[Records]:

-----

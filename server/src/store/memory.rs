use std::cmp::Reverse;

use chrono::Utc;
use cinasweeper_common::models::GameMode;
use dashmap::{DashMap, Entry};
use nanoid::nanoid;
use tracing::{debug, info, instrument, warn};

use super::{GameStore, StoreError, StoreResult};
use crate::data::{Game, GameState, UserRef};

/// Process-local store backed by concurrent maps.
#[derive(Debug, Default)]
pub struct MemoryStore {
    games: DashMap<String, Game>,
    states: DashMap<String, GameState>,
}

impl MemoryStore {
    pub fn new() -> Self {
        Self::default()
    }

    pub fn len(&self) -> usize {
        self.games.len()
    }

    pub fn is_empty(&self) -> bool {
        self.games.is_empty()
    }

    #[instrument(level = "trace", skip(self, game))]
    fn insert_with_fresh_id(&self, mut game: Game) -> Game {
        let mut id_length = 8;
        let max_attempts_per_length = 10;

        loop {
            for _ in 0..max_attempts_per_length {
                let id = nanoid!(id_length);
                match self.games.entry(id.clone()) {
                    Entry::Occupied(_) => {
                        debug!("Game ID collision, trying another: {}", id);
                        continue;
                    }
                    Entry::Vacant(entry) => {
                        game.id = id.clone();
                        self.states.insert(id, GameState::default());
                        entry.insert(game.clone());
                        return game;
                    }
                }
            }

            warn!(
                "Exhausted ID attempts at length {}, increasing to {}",
                id_length,
                id_length + 1
            );
            id_length += 1;
        }
    }
}

fn by_score(games: &mut [Game]) {
    games.sort_by_key(|game| (Reverse(game.score), game.started_time, game.id.clone()));
}

#[rocket::async_trait]
impl GameStore for MemoryStore {
    async fn get_game(&self, id: &str) -> StoreResult<Game> {
        self.games
            .get(id)
            .map(|entry| entry.value().clone())
            .ok_or_else(|| StoreError::NotFound(id.to_string()))
    }

    async fn save_game(&self, game: &Game) -> StoreResult<u64> {
        let mut entry = self
            .games
            .get_mut(&game.id)
            .ok_or_else(|| StoreError::NotFound(game.id.clone()))?;

        if entry.revision != game.revision {
            debug!(
                "Rejected write to game {}: revision {} is stale, stored {}",
                game.id, game.revision, entry.revision
            );
            return Err(StoreError::Conflict(game.id.clone()));
        }

        let revision = game.revision + 1;
        *entry = Game {
            revision,
            ..game.clone()
        };
        Ok(revision)
    }

    async fn get_game_state(&self, id: &str) -> StoreResult<GameState> {
        self.states
            .get(id)
            .map(|entry| entry.value().clone())
            .ok_or_else(|| StoreError::NotFound(id.to_string()))
    }

    async fn save_game_state(&self, id: &str, state: &GameState) -> StoreResult<u64> {
        let mut entry = self
            .states
            .get_mut(id)
            .ok_or_else(|| StoreError::NotFound(id.to_string()))?;

        if entry.revision != state.revision {
            debug!(
                "Rejected write to state of game {}: revision {} is stale, stored {}",
                id, state.revision, entry.revision
            );
            return Err(StoreError::Conflict(id.to_string()));
        }

        let revision = state.revision + 1;
        *entry = GameState {
            revision,
            ..state.clone()
        };
        Ok(revision)
    }

    async fn create_game(
        &self,
        owner: Option<UserRef>,
        mode: GameMode,
        opponent_id: Option<String>,
    ) -> StoreResult<Game> {
        let game = Game::new(String::new(), owner, mode, opponent_id, Utc::now());
        let game = self.insert_with_fresh_id(game);
        info!("Stored new {} game with ID: {}", game.mode, game.id);
        Ok(game)
    }

    async fn get_games_by_owner(&self, owner: &UserRef) -> StoreResult<Vec<Game>> {
        let mut games: Vec<Game> = self
            .games
            .iter()
            .filter(|entry| entry.value().is_owned_by(owner))
            .map(|entry| entry.value().clone())
            .collect();
        by_score(&mut games);
        Ok(games)
    }

    async fn get_top_games(&self, n: usize) -> StoreResult<Vec<Game>> {
        let mut games: Vec<Game> = self
            .games
            .iter()
            .filter(|entry| entry.value().score > 0)
            .map(|entry| entry.value().clone())
            .collect();
        by_score(&mut games);
        games.truncate(n);
        Ok(games)
    }
}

-----

Select, from the listing, all lines that include the word "StoreError".

[Answer to the problem]:
use super::{GameStore, StoreError, StoreResult};
            .ok_or_else(|| StoreError::NotFound(id.to_string()))
            .ok_or_else(|| StoreError::NotFound(game.id.clone()))?;
            return Err(StoreError::Conflict(game.id.clone()));
            .ok_or_else(|| StoreError::NotFound(id.to_string()))
            .ok_or_else(|| StoreError::NotFound(id.to_string()))?;
            return Err(StoreError::Conflict(id.to_string()));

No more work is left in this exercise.